The intriguing electronic and magnetic properties of fully and partially hydrogenated boron nitride nanoribbons (BNNRs) were investigated by means of first-principles computations. Independent of ribbon width, fully hydrogenated armchair BNNRs are nonmagnetic semiconductors, while the zigzag counterparts are magnetic and metallic. The partially hydrogenated zigzag BNNRs (using hydrogenated BNNRs and pristine BNNRs as building units) exhibit diverse electronic and magnetic properties: they are nonmagnetic semiconductors when the percentage of hydrogenated BNNR blocks is minor, while a semiconductor-->half-metal-->metal transition occurs, accompanied by a nonmagnetic-->magnetic transfer, when the hydrogenated part is dominant. Although the half-metallic property is not robust when the hydrogenation ratio is large, this behavior is sustained for partially hydrogenated zigzag BNNRs with a smaller degree of hydrogenation. Thus, controlling the hydrogenation ratio can precisely modulate the electronic and magnetic properties of zigzag BNNRs, which endows BN nanomaterials many potential applications in the novel integrated functional nanodevices.

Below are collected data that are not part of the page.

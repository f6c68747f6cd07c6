//! Analyze command implementation

use crate::config::CliConfig;
use crate::error::{CliError, CliResult};
use crate::input::{resolve_patterns, FileReader};
use crate::output::OutputFormat;
use anyhow::{Context, Result};
use clap::Args;
use silaba_core::analyze;
use std::fs::File;
use std::io::{self, BufWriter, Write};
use std::path::PathBuf;

/// Arguments for the analyze command
#[derive(Debug, Args)]
pub struct AnalyzeArgs {
    /// Words to analyze
    #[arg(value_name = "WORD")]
    pub words: Vec<String>,

    /// Input files or patterns with one word per line (supports glob)
    #[arg(short, long, value_name = "FILE/PATTERN")]
    pub input: Vec<String>,

    /// Output file (default: stdout)
    #[arg(short, long, value_name = "FILE")]
    pub output: Option<PathBuf>,

    /// Output format (default: from config, else text)
    #[arg(short, long, value_enum)]
    pub format: Option<OutputFormat>,

    /// Exit with an error if any word is rejected
    #[arg(long)]
    pub strict: bool,
}

impl AnalyzeArgs {
    /// Execute the analyze command
    pub fn execute(&self, config: &CliConfig) -> Result<()> {
        let words = self.collect_words()?;
        let format = match self.format {
            Some(format) => format,
            None => config.default_format()?,
        };
        log::info!("Analyzing {} words as {:?}", words.len(), format);

        let writer: Box<dyn Write> = match &self.output {
            Some(path) => Box::new(BufWriter::new(File::create(path).with_context(|| {
                format!("Failed to create output file: {}", path.display())
            })?)),
            None => Box::new(io::stdout().lock()),
        };
        let mut formatter = format.formatter(writer, config.output.pretty_json);

        let mut rejected = 0;
        for word in &words {
            let outcome = analyze(word);
            if outcome.is_err() {
                rejected += 1;
            }
            formatter.format_outcome(word, &outcome)?;
        }
        formatter.finish()?;

        log::info!("{} accepted, {} rejected", words.len() - rejected, rejected);
        if self.strict && rejected > 0 {
            return Err(CliError::RejectedWords {
                rejected,
                total: words.len(),
            }
            .into());
        }
        Ok(())
    }

    /// Words from arguments first, then from each input file in path order,
    /// lower-cased like the interactive shell does
    pub fn collect_words(&self) -> CliResult<Vec<String>> {
        if self.words.is_empty() && self.input.is_empty() {
            return Err(CliError::NoInput.into());
        }

        let mut words: Vec<String> = self.words.iter().map(|w| w.trim().to_string()).collect();
        if !self.input.is_empty() {
            for path in resolve_patterns(&self.input)? {
                log::debug!("Reading {}", path.display());
                words.extend(FileReader::read_words(&path)?);
            }
        }

        Ok(words
            .into_iter()
            .map(|word| word.to_ascii_lowercase())
            .collect())
    }
}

通过第一性原理计算研究了完全和部分氢化氮化硼纳米带(BNNRs)的有趣电子和磁性质。无论 ribbon 宽度如何,完全氢化的扶手椅 BNNRs 都是非磁性半导体,而锯齿形对应物则是磁性和金属性的。部分氢化的锯齿形 BNNRs(使用氢化 BNNRs 和原始 BNNRs 作为构建单元)表现出不同的电子和磁性质:当氢化 BNNR 块的百分比较小时,它们是非磁性半导体,而当氢化部分占主导地位时,会发生半导体->半金属->金属转变,同时伴随着非磁性->磁性转变。尽管当氢化率较大时,半金属性质不稳健,但对于氢化程度较小的部分氢化锯齿形 BNNRs,这种行为仍然持续存在。因此,控制氢化率可以精确调节锯齿形 BNNRs 的电子和磁性质,这为 BN 纳米材料在新型集成功能纳米器件中的许多潜在应用提供了可能性。